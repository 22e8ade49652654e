// SPDX-License-Identifier: MIT
// Copyright (c) 2026 Alfred Jean LLC

//! Keys of the sf config file and the provardx properties file.

use crate::nested::{remove_nested, set_nested};
use serde::{Deserialize, Serialize};
use serde_json::{Map, Value};
use std::path::Path;

/// Default file name of the properties file, relative to the working directory.
pub const PROPERTIES_FILE_NAME: &str = "provardx-properties.json";

/// Config key that points at the loaded properties file.
pub const PROPERTIES_FILE_PATH_KEY: &str = "PROVARDX_PROPERTIES_FILE_PATH";

pub const PROVAR_HOME: &str = "provarHome";
pub const PROJECT_PATH: &str = "projectPath";
pub const RESULTS_PATH: &str = "resultsPath";
pub const TEST_CASE: &str = "testCase";
pub const ENVIRONMENT: &str = "environment";
pub const ENVIRONMENTS_SECRETS: &str = "environmentsSecrets";

/// Secrets password for one named test environment.
#[derive(Clone, Debug, PartialEq, Eq, Serialize, Deserialize)]
#[serde(rename_all = "camelCase")]
pub struct EnvironmentSecret {
    pub name: String,
    pub secrets_password: String,
}

/// Point the sf config at a properties file.
pub fn set_properties_reference(config: &mut Map<String, Value>, properties: &Path) {
    config.insert(
        PROPERTIES_FILE_PATH_KEY.to_string(),
        Value::String(properties.to_string_lossy().into_owned()),
    );
}

/// Drop the properties reference from the sf config. Returns whether it was set.
pub fn clear_properties_reference(config: &mut Map<String, Value>) -> bool {
    remove_nested(config, PROPERTIES_FILE_PATH_KEY).is_some()
}

/// Typed mutator over a properties document.
pub struct ProvarProperties<'a> {
    doc: &'a mut Map<String, Value>,
}

impl<'a> ProvarProperties<'a> {
    pub fn new(doc: &'a mut Map<String, Value>) -> Self {
        Self { doc }
    }

    pub fn provar_home(&mut self, path: impl Into<String>) -> &mut Self {
        self.set_str(PROVAR_HOME, path)
    }

    pub fn project_path(&mut self, path: impl Into<String>) -> &mut Self {
        self.set_str(PROJECT_PATH, path)
    }

    pub fn results_path(&mut self, path: impl Into<String>) -> &mut Self {
        self.set_str(RESULTS_PATH, path)
    }

    /// Replace the ordered list of test case references.
    pub fn test_cases<I, S>(&mut self, cases: I) -> &mut Self
    where
        I: IntoIterator<Item = S>,
        S: Into<String>,
    {
        let cases = cases
            .into_iter()
            .map(|c| Value::String(c.into()))
            .collect();
        self.doc.insert(TEST_CASE.to_string(), Value::Array(cases));
        self
    }

    /// Set `environment.<key>`, keeping other environment settings.
    pub fn environment(&mut self, key: &str, value: impl Into<String>) -> &mut Self {
        set_nested(
            self.doc,
            &format!("{ENVIRONMENT}.{key}"),
            Value::String(value.into()),
        );
        self
    }

    pub fn environments_secrets(&mut self, secrets: &[EnvironmentSecret]) -> &mut Self {
        // Only string fields, so serialization cannot fail
        if let Ok(secrets) = serde_json::to_value(secrets) {
            self.doc.insert(ENVIRONMENTS_SECRETS.to_string(), secrets);
        }
        self
    }

    fn set_str(&mut self, key: &str, value: impl Into<String>) -> &mut Self {
        self.doc.insert(key.to_string(), Value::String(value.into()));
        self
    }
}

/// Read `testCase` as a list of strings, ignoring non-string entries.
pub fn test_cases(doc: &Map<String, Value>) -> Vec<String> {
    match doc.get(TEST_CASE) {
        Some(Value::Array(items)) => items
            .iter()
            .filter_map(|v| v.as_str().map(str::to_string))
            .collect(),
        Some(Value::String(single)) => vec![single.clone()],
        _ => Vec::new(),
    }
}

#[cfg(test)]
#[path = "properties_tests.rs"]
mod tests;
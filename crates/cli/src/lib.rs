// SPDX-License-Identifier: MIT
// Copyright (c) 2026 Alfred Jean LLC

//! `nut`: run provardx-nut suites from the shell.
//!
//! Internal modules are public for the binary and its tests.

#[doc(hidden)]
pub mod cli;
#[doc(hidden)]
pub mod commands;
#[doc(hidden)]
pub mod logging;
#[doc(hidden)]
pub mod output_diagnostic;

/// Process exit codes
pub mod exit_codes {
    /// Every scenario passed, or the command succeeded
    pub const SUCCESS: i32 = 0;
    /// At least one scenario failed
    pub const FAILED: i32 = 1;
    /// Bad arguments, unreadable suite, or a fixture error
    pub const SETUP: i32 = 2;
}
// SPDX-License-Identifier: MIT
// Copyright (c) 2026 Alfred Jean LLC

//! Captured invocation data types.

use crate::duration_serde;
use serde::{Deserialize, Serialize};
use std::time::{Duration, SystemTime};

/// One recorded process invocation
#[derive(Clone, Debug, Serialize, Deserialize)]
pub struct CapturedInvocation {
    /// Sequence number within the log
    pub seq: u64,

    /// Wall-clock timestamp at record time
    pub timestamp: SystemTime,

    /// Time since the log was created
    #[serde(with = "duration_serde")]
    pub elapsed: Duration,

    /// How the process was launched
    pub args: InvocationArgs,

    /// What came back
    pub outcome: CapturedOutcome,
}

/// Launch parameters of a captured invocation
#[derive(Clone, Debug, Default, Serialize, Deserialize)]
pub struct InvocationArgs {
    /// Scenario that triggered the invocation, if any
    pub scenario: Option<String>,
    pub program: String,
    pub args: Vec<String>,
    pub cwd: Option<String>,
    /// Whether the JSON output flag was passed
    pub json: bool,
}

/// Captured outcome of an invocation
#[derive(Clone, Debug, Serialize, Deserialize)]
#[serde(tag = "type", rename_all = "snake_case")]
pub enum CapturedOutcome {
    /// Process ran to completion
    Exited {
        /// `None` when terminated by a signal
        exit_code: Option<i32>,
        stdout: String,
        stderr: String,
        #[serde(with = "duration_serde")]
        duration: Duration,
    },
    /// Process could not be started
    SpawnFailed { message: String },
}

impl CapturedOutcome {
    /// Exit code when the process ran, `None` otherwise.
    pub fn exit_code(&self) -> Option<i32> {
        match self {
            CapturedOutcome::Exited { exit_code, .. } => *exit_code,
            CapturedOutcome::SpawnFailed { .. } => None,
        }
    }
}

#[cfg(test)]
#[path = "interaction_tests.rs"]
mod tests;
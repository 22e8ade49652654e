// SPDX-License-Identifier: MIT
// Copyright (c) 2026 Alfred Jean LLC

//! provar-stub binary entry point.

use clap::Parser;

use provar_stub::cli::{AutomationCommand, Cli, Command, TestCommand};
use provar_stub::output::{write_outcome, OutputMode};
use provar_stub::run::run_tests;

fn main() {
    let cli = Cli::parse();

    let Command::Automation {
        command: AutomationCommand::Test {
            command: TestCommand::Run(args),
        },
    } = cli.command;

    let mode = if args.json {
        OutputMode::Json
    } else {
        OutputMode::Text
    };
    let outcome = run_tests(&args.config_dir);

    let mut stdout = std::io::stdout();
    let mut stderr = std::io::stderr();
    let code = match write_outcome(&outcome, mode, &mut stdout, &mut stderr) {
        Ok(code) => code,
        Err(e) => {
            eprintln!("Error: failed to write output: {}", e);
            1
        }
    };
    std::process::exit(code);
}
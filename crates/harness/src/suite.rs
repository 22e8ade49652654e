// SPDX-License-Identifier: MIT
// Copyright (c) 2026 Alfred Jean LLC

//! Suite files: fixtures, scenarios, and expectations in TOML or JSON.

use crate::check::OutputCheck;
use crate::error::SuiteError;
use crate::fixture::{CONFIG_INDENT, PROPERTIES_INDENT};
use crate::io::forward_slashes;
use crate::locator::CONFIG_FILE_NAME;
use serde::{Deserialize, Serialize};
use serde_json::{Map, Value};
use std::collections::BTreeMap;
use std::path::{Path, PathBuf};

fn default_indent() -> usize {
    PROPERTIES_INDENT
}

/// Top-level suite configuration
#[derive(Clone, Debug, Deserialize, Serialize)]
#[serde(deny_unknown_fields)]
pub struct SuiteConfig {
    /// Name for reports
    #[serde(default)]
    pub name: String,

    /// Command under test, program first. Placeholders are expanded.
    pub command: Vec<String>,

    /// Flag appended for JSON scenarios (default: "--json")
    #[serde(default)]
    pub json_flag: Option<String>,

    /// Expected-results file, relative to the suite file
    #[serde(default)]
    pub expected: Option<PathBuf>,

    /// Environment variables for every invocation. Placeholders are expanded.
    #[serde(default)]
    pub env: BTreeMap<String, String>,

    /// Named JSON fixtures that scenarios patch
    #[serde(default)]
    pub fixtures: BTreeMap<String, FixtureSpec>,

    /// Scenarios, executed in order
    #[serde(default)]
    pub scenarios: Vec<ScenarioSpec>,
}

/// Where a fixture lives
#[derive(Clone, Debug, Deserialize, Serialize)]
#[serde(deny_unknown_fields)]
pub struct FixtureSpec {
    /// Locate in the config directory by file-name pattern (regex).
    /// `{}` is written to `config.json` when nothing matches.
    #[serde(default)]
    pub locate: Option<String>,

    /// Path relative to the working directory
    #[serde(default)]
    pub path: Option<String>,

    /// Spaces per indentation level when writing back
    #[serde(default)]
    pub indent: Option<usize>,
}

/// A single scenario
#[derive(Clone, Debug, Deserialize, Serialize)]
#[serde(deny_unknown_fields)]
pub struct ScenarioSpec {
    pub name: String,

    /// Fixture edits applied, in order, before the invocation
    #[serde(default)]
    pub patches: Vec<PatchSpec>,

    /// Pass the JSON flag (default: true for `json` expectations)
    #[serde(default)]
    pub json: Option<bool>,

    /// Extra arguments appended to the command
    #[serde(default)]
    pub args: Vec<String>,

    #[serde(default)]
    pub expected_exit_code: Option<i32>,

    /// Exactly one of `stdout`, `stderr`, `json`
    pub expect: ExpectSpec,
}

/// Edits to one fixture
#[derive(Clone, Debug, Deserialize, Serialize)]
#[serde(deny_unknown_fields)]
pub struct PatchSpec {
    pub fixture: String,

    /// Dot-paths removed before `set` is applied
    #[serde(default)]
    pub unset: Vec<String>,

    /// Dot-path to value. String values have placeholders expanded.
    #[serde(default)]
    pub set: Map<String, Value>,
}

/// Which stream to compare
#[derive(Clone, Debug, Deserialize, Serialize)]
#[serde(rename_all = "snake_case")]
pub enum ExpectSpec {
    Stdout(ExpectedValue),
    Stderr(ExpectedValue),
    Json(ExpectedValue),
}

/// An inline value or a key into the expected-results file.
///
/// Forms are tried in order: `{ ref = "key" }`, `{ inline = <value> }`, then
/// any other value taken literally. An expected JSON object that is itself
/// `{"ref": ...}` or `{"inline": ...}` must be wrapped in `inline`.
#[derive(Clone, Debug, Deserialize, Serialize)]
#[serde(untagged)]
pub enum ExpectedValue {
    Reference(ExpectedRef),
    Wrapped(ExpectedInline),
    Inline(Value),
}

/// `{ ref = "key" }`
#[derive(Clone, Debug, Deserialize, Serialize)]
#[serde(deny_unknown_fields)]
pub struct ExpectedRef {
    #[serde(rename = "ref")]
    pub key: String,
}

/// `{ inline = <value> }`
#[derive(Clone, Debug, Deserialize, Serialize)]
#[serde(deny_unknown_fields)]
pub struct ExpectedInline {
    pub inline: Value,
}

/// How a resolved fixture is found on disk.
#[derive(Clone, Debug, PartialEq, Eq)]
pub enum FixtureLocation {
    /// Config directory, by file-name pattern
    Located { pattern: String },
    /// Working-directory relative path (may contain placeholders)
    Path(String),
}

#[derive(Clone, Debug, PartialEq, Eq)]
pub struct FixtureTarget {
    pub name: String,
    pub location: FixtureLocation,
    pub indent: usize,
}

/// A fixture edit with the target already validated.
#[derive(Clone, Debug, PartialEq)]
pub struct FixturePatch {
    pub fixture: String,
    pub unset: Vec<String>,
    pub set: Map<String, Value>,
}

/// A validated scenario.
#[derive(Clone, Debug, PartialEq)]
pub struct Scenario {
    pub name: String,
    pub patches: Vec<FixturePatch>,
    pub json: bool,
    pub args: Vec<String>,
    pub expected_exit_code: Option<i32>,
    pub check: OutputCheck,
}

/// A loaded and validated suite.
#[derive(Clone, Debug)]
pub struct Suite {
    pub name: String,
    pub command: Vec<String>,
    pub json_flag: Option<String>,
    pub env: BTreeMap<String, String>,
    pub fixtures: BTreeMap<String, FixtureTarget>,
    pub scenarios: Vec<Scenario>,
}

impl Suite {
    /// Load a suite from a TOML or JSON file.
    ///
    /// The expected-results file is resolved relative to the suite file.
    pub fn load(path: &Path) -> Result<Self, SuiteError> {
        let content = std::fs::read_to_string(path).map_err(|source| SuiteError::Io {
            path: path.to_path_buf(),
            source,
        })?;
        let config: SuiteConfig = if path.extension().is_some_and(|e| e == "json") {
            serde_json::from_str(&content)?
        } else {
            toml::from_str(&content)?
        };
        let base_dir = path.parent().unwrap_or(Path::new("."));
        Self::from_config(config, base_dir)
    }

    /// Validate a parsed config. `base_dir` anchors the expected-results file.
    pub fn from_config(config: SuiteConfig, base_dir: &Path) -> Result<Self, SuiteError> {
        if config.command.is_empty() {
            return Err(SuiteError::Validation("command must not be empty".to_string()));
        }

        let expected = match &config.expected {
            Some(rel) => load_expected(&base_dir.join(rel))?,
            None => Map::new(),
        };

        let mut fixtures = BTreeMap::new();
        for (name, spec) in &config.fixtures {
            fixtures.insert(name.clone(), resolve_fixture(name, spec)?);
        }

        let mut seen = std::collections::HashSet::new();
        let mut scenarios = Vec::with_capacity(config.scenarios.len());
        for spec in config.scenarios {
            if !seen.insert(spec.name.clone()) {
                return Err(SuiteError::Validation(format!(
                    "duplicate scenario name '{}'",
                    spec.name
                )));
            }
            scenarios.push(resolve_scenario(spec, &fixtures, &expected)?);
        }

        Ok(Self {
            name: config.name,
            command: config.command,
            json_flag: config.json_flag,
            env: config.env,
            fixtures,
            scenarios,
        })
    }
}

fn load_expected(path: &Path) -> Result<Map<String, Value>, SuiteError> {
    let content = std::fs::read_to_string(path).map_err(|source| SuiteError::Io {
        path: path.to_path_buf(),
        source,
    })?;
    match serde_json::from_str(&content)? {
        Value::Object(map) => Ok(map),
        _ => Err(SuiteError::Validation(format!(
            "expected-results file {} must contain a JSON object",
            path.display()
        ))),
    }
}

fn resolve_fixture(name: &str, spec: &FixtureSpec) -> Result<FixtureTarget, SuiteError> {
    let (location, default_indent) = match (&spec.locate, &spec.path) {
        (Some(pattern), None) => {
            regex::Regex::new(pattern).map_err(|e| {
                SuiteError::Validation(format!("fixture '{}': invalid pattern: {}", name, e))
            })?;
            (
                FixtureLocation::Located {
                    pattern: pattern.clone(),
                },
                CONFIG_INDENT,
            )
        }
        (None, Some(path)) => (FixtureLocation::Path(path.clone()), default_indent()),
        _ => {
            return Err(SuiteError::Validation(format!(
                "fixture '{}' must set exactly one of `locate` or `path`",
                name
            )))
        }
    };
    Ok(FixtureTarget {
        name: name.to_string(),
        location,
        indent: spec.indent.unwrap_or(default_indent),
    })
}

fn resolve_scenario(
    spec: ScenarioSpec,
    fixtures: &BTreeMap<String, FixtureTarget>,
    expected: &Map<String, Value>,
) -> Result<Scenario, SuiteError> {
    for patch in &spec.patches {
        if !fixtures.contains_key(&patch.fixture) {
            return Err(SuiteError::UnknownFixture {
                scenario: spec.name.clone(),
                fixture: patch.fixture.clone(),
            });
        }
    }

    let resolve = |value: &ExpectedValue| -> Result<Value, SuiteError> {
        match value {
            ExpectedValue::Inline(v) => Ok(v.clone()),
            ExpectedValue::Wrapped(w) => Ok(w.inline.clone()),
            ExpectedValue::Reference(r) => {
                expected
                    .get(&r.key)
                    .cloned()
                    .ok_or_else(|| SuiteError::UnknownExpected {
                        scenario: spec.name.clone(),
                        key: r.key.clone(),
                    })
            }
        }
    };
    let text = |value: Value, stream: &str| -> Result<String, SuiteError> {
        match value {
            Value::String(s) => Ok(s),
            _ => Err(SuiteError::Validation(format!(
                "scenario '{}': expected {} must be a string",
                spec.name, stream
            ))),
        }
    };

    let check = match &spec.expect {
        ExpectSpec::Stdout(v) => OutputCheck::Stdout(text(resolve(v)?, "stdout")?),
        ExpectSpec::Stderr(v) => OutputCheck::Stderr(text(resolve(v)?, "stderr")?),
        ExpectSpec::Json(v) => OutputCheck::Json(resolve(v)?),
    };

    let json = spec.json.unwrap_or_else(|| check.needs_json());
    if check.needs_json() && !json {
        return Err(SuiteError::Validation(format!(
            "scenario '{}': json expectation requires json = true",
            spec.name
        )));
    }

    Ok(Scenario {
        patches: spec
            .patches
            .into_iter()
            .map(|p| FixturePatch {
                fixture: p.fixture,
                unset: p.unset,
                set: p.set,
            })
            .collect(),
        json,
        args: spec.args,
        expected_exit_code: spec.expected_exit_code,
        check,
        name: spec.name,
    })
}

/// Values substituted for `${workdir}`, `${config_dir}` and `${config_file}`.
///
/// Paths are rendered with forward slashes. `${config_file}` starts as
/// `<config_dir>/config.json`; the runner repoints it at the file its first
/// located fixture resolves to.
#[derive(Clone, Debug, Default)]
pub struct Placeholders {
    pairs: Vec<(String, String)>,
}

impl Placeholders {
    pub fn new(workdir: &Path, config_dir: &Path) -> Self {
        Self::default()
            .with("workdir", forward_slashes(workdir))
            .with("config_dir", forward_slashes(config_dir))
            .with(
                "config_file",
                forward_slashes(&config_dir.join(CONFIG_FILE_NAME)),
            )
    }

    pub fn with(mut self, name: &str, value: impl Into<String>) -> Self {
        self.set(name, value);
        self
    }

    /// Add a placeholder or replace the value of an existing one.
    pub fn set(&mut self, name: &str, value: impl Into<String>) {
        let key = format!("${{{}}}", name);
        let value = value.into();
        match self.pairs.iter_mut().find(|(k, _)| *k == key) {
            Some(pair) => pair.1 = value,
            None => self.pairs.push((key, value)),
        }
    }

    /// Expand every known placeholder; unknown ones are left as written.
    pub fn expand(&self, input: &str) -> String {
        self.pairs
            .iter()
            .fold(input.to_string(), |acc, (key, value)| acc.replace(key, value))
    }

    /// Expand placeholders in every string inside `value`.
    pub fn expand_value(&self, value: &Value) -> Value {
        match value {
            Value::String(s) => Value::String(self.expand(s)),
            Value::Array(items) => Value::Array(items.iter().map(|v| self.expand_value(v)).collect()),
            Value::Object(map) => Value::Object(
                map.iter()
                    .map(|(k, v)| (k.clone(), self.expand_value(v)))
                    .collect(),
            ),
            other => other.clone(),
        }
    }
}

#[cfg(test)]
#[path = "suite_tests.rs"]
mod tests;
// SPDX-License-Identifier: MIT
// Copyright (c) 2026 Alfred Jean LLC

//! Text and JSON rendering of a run outcome.

use crate::messages;
use crate::run::{RunError, RunSummary};
use serde::Serialize;
use std::io::Write;

/// Exit codes of the stub
pub mod exit_codes {
    /// Success, or any `--json` invocation
    pub const SUCCESS: i32 = 0;
    /// Plain-text failure
    pub const ERROR: i32 = 1;
}

#[derive(Clone, Copy, Debug, PartialEq, Eq)]
pub enum OutputMode {
    Text,
    Json,
}

/// `--json` envelope
#[derive(Debug, Serialize)]
pub struct JsonEnvelope {
    pub status: i32,
    pub result: RunResult,
    pub warnings: Vec<String>,
}

#[derive(Debug, Serialize)]
#[serde(rename_all = "camelCase")]
pub struct RunResult {
    pub success: bool,
    #[serde(skip_serializing_if = "Option::is_none")]
    pub message: Option<String>,
    #[serde(skip_serializing_if = "Vec::is_empty")]
    pub errors: Vec<ErrorDetail>,
}

#[derive(Debug, Serialize)]
pub struct ErrorDetail {
    pub code: String,
    pub message: String,
}

impl JsonEnvelope {
    pub fn from_outcome(outcome: &Result<RunSummary, RunError>) -> Self {
        let result = match outcome {
            Ok(_) => RunResult {
                success: true,
                message: Some(messages::TEST_RUN_SUCCEEDED.to_string()),
                errors: Vec::new(),
            },
            Err(e) => RunResult {
                success: false,
                message: None,
                errors: vec![ErrorDetail {
                    code: e.code().to_string(),
                    message: e.to_string(),
                }],
            },
        };
        Self {
            status: 0,
            result,
            warnings: Vec::new(),
        }
    }
}

/// Write the outcome and return the process exit code.
pub fn write_outcome<O: Write, E: Write>(
    outcome: &Result<RunSummary, RunError>,
    mode: OutputMode,
    stdout: &mut O,
    stderr: &mut E,
) -> std::io::Result<i32> {
    match mode {
        OutputMode::Json => {
            let envelope = JsonEnvelope::from_outcome(outcome);
            let json = serde_json::to_string_pretty(&envelope).map_err(std::io::Error::other)?;
            writeln!(stdout, "{}", json)?;
            Ok(exit_codes::SUCCESS)
        }
        OutputMode::Text => match outcome {
            Ok(_) => {
                writeln!(stdout, "{}", messages::TEST_RUN_SUCCEEDED)?;
                Ok(exit_codes::SUCCESS)
            }
            Err(e) => {
                writeln!(stderr, "Error (1): [{}] {}\n\n", e.code(), e)?;
                Ok(exit_codes::ERROR)
            }
        },
    }
}

#[cfg(test)]
#[path = "output_tests.rs"]
mod tests;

__WHAT NEEDS TO BE DONE__
Where does the word "seen" appear in the records? Copy every line that holds it.

__OUTPUT OF THE EXERCISE__
        let mut seen = std::collections::HashSet::new();
            if !seen.insert(spec.name.clone()) {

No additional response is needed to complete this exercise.